And yet, how can IT have central visibility across Cloud and data center into what they're doing and how data is being managed so they can enforce things at a central level and and govern at a central level but not get in the way of users using the data. Because ultimately, it's all about improving the productivity of the users. And again, that's where data management is important because a system like ours, for example, we basically move data without getting in the way. We never get in the path of the data. Users think the data is still there. They can use it from wherever.
All their applications continue to work, whether it's in the cloud or not, because we manage kind of providing that transparency. We have a patented way of doing that across file and object storage. And so we give IT the visibility into, hey, where is data? Who's using it? How much it's costing? Where do you want to put it? All those things IT can manage, but they are not getting the way of users. For users, users that have full access to their data, users can set, you know, rules on what they want, and they can search for data. That all is completely available to them. So it's a way for IT to collaborate with users rather than have this friction between IT needs and user needs, which are not always, you know, the same priorities.
[00:21:19] Unknown:
StreamSets' DataOps platform is the world's 1st single platform for building smart data pipelines across hybrid and multi cloud architectures. Build, run, monitor, and manage data pipelines confidently with an end to end data integration platform that's built for constant change.

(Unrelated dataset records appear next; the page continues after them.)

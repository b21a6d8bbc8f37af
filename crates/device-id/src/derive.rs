//! Identifier Derivation

use std::io::Cursor;

/// Prefix of a custom device group entity ID
pub const GROUP_PREFIX: &str = "CUSTOM_DEVICE_GROUP-";
/// Prefix of a custom device entity ID
pub const DEVICE_PREFIX: &str = "CUSTOM_DEVICE-";

/// Namespace mixed into the group hash. Dynatrace uses an empty one for
/// custom devices pushed through the API.
const NAMESPACE: &str = "";

/// Identifiers of a custom device and the group it belongs to
#[derive(Debug, Clone, PartialEq, Eq, Hash)]
pub struct DeviceIds {
    /// `CUSTOM_DEVICE_GROUP-...`
    pub group_id: String,
    /// `CUSTOM_DEVICE-...`
    pub device_id: String,
}

/// Derive the group and device entity IDs for `device_name` inside `group_name`.
///
/// The group hash covers `namespace ++ len(namespace) ++ group ++ len(group)`
/// with 32-bit big-endian lengths. The device hash covers the 8-byte
/// big-endian group hash followed by `device ++ len(device)`.
pub fn derive(group_name: &str, device_name: &str) -> DeviceIds {
    let mut group_bytes = Vec::with_capacity(NAMESPACE.len() + group_name.len() + 8);
    group_bytes.extend_from_slice(NAMESPACE.as_bytes());
    group_bytes.extend_from_slice(&length_prefix(NAMESPACE));
    group_bytes.extend_from_slice(group_name.as_bytes());
    group_bytes.extend_from_slice(&length_prefix(group_name));
    let group_hash = murmur_h1(&group_bytes);

    let mut device_bytes = Vec::with_capacity(8 + device_name.len() + 4);
    device_bytes.extend_from_slice(&group_hash.to_be_bytes());
    device_bytes.extend_from_slice(device_name.as_bytes());
    device_bytes.extend_from_slice(&length_prefix(device_name));
    let device_hash = murmur_h1(&device_bytes);

    DeviceIds {
        group_id: format!("{}{}", GROUP_PREFIX, render_hex(group_hash)),
        device_id: format!("{}{}", DEVICE_PREFIX, render_hex(device_hash)),
    }
}

/// Render a hash the way Dynatrace prints entity IDs: uppercase hex without
/// leading zero nibbles. Zero renders as `"0"`, never as an empty string.
pub fn render_hex(value: u64) -> String {
    format!("{:X}", value)
}

fn length_prefix(value: &str) -> [u8; 4] {
    (value.len() as u32).to_be_bytes()
}

/// First 64-bit half of MurmurHash3 x64/128 with seed 0.
fn murmur_h1(data: &[u8]) -> u64 {
    // Reading from an in-memory cursor cannot fail.
    murmur3::murmur3_x64_128(&mut Cursor::new(data), 0)
        .map(|hash| hash as u64)
        .unwrap_or_default()
}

Amp up your productivity with an easy to navigate interface and hundreds of prebuilt connectors, and get pipelines into new hires up and running quickly with powerful, reusable components that work across batch and streaming. Once you're up and running, your smart data pipelines are resilient to data drift, those ongoing and unexpected changes in schema, semantics, and infrastructure.
Finally, 1 single pane of glass for operating and monitoring all of your data pipelines, the full transparency and control you desire for your data operations. Get started building pipelines in minutes for free at data engineering podcast.com/streamsets. The first 10 listeners that subscribe StreamSets professional tier will receive 2 months free after their 1st month. To the point of cost management and visibility, 1 of the other challenges that always comes up when you're trying to manage organization and cleanup of data is the issue of duplication or understanding, you know, who created what when.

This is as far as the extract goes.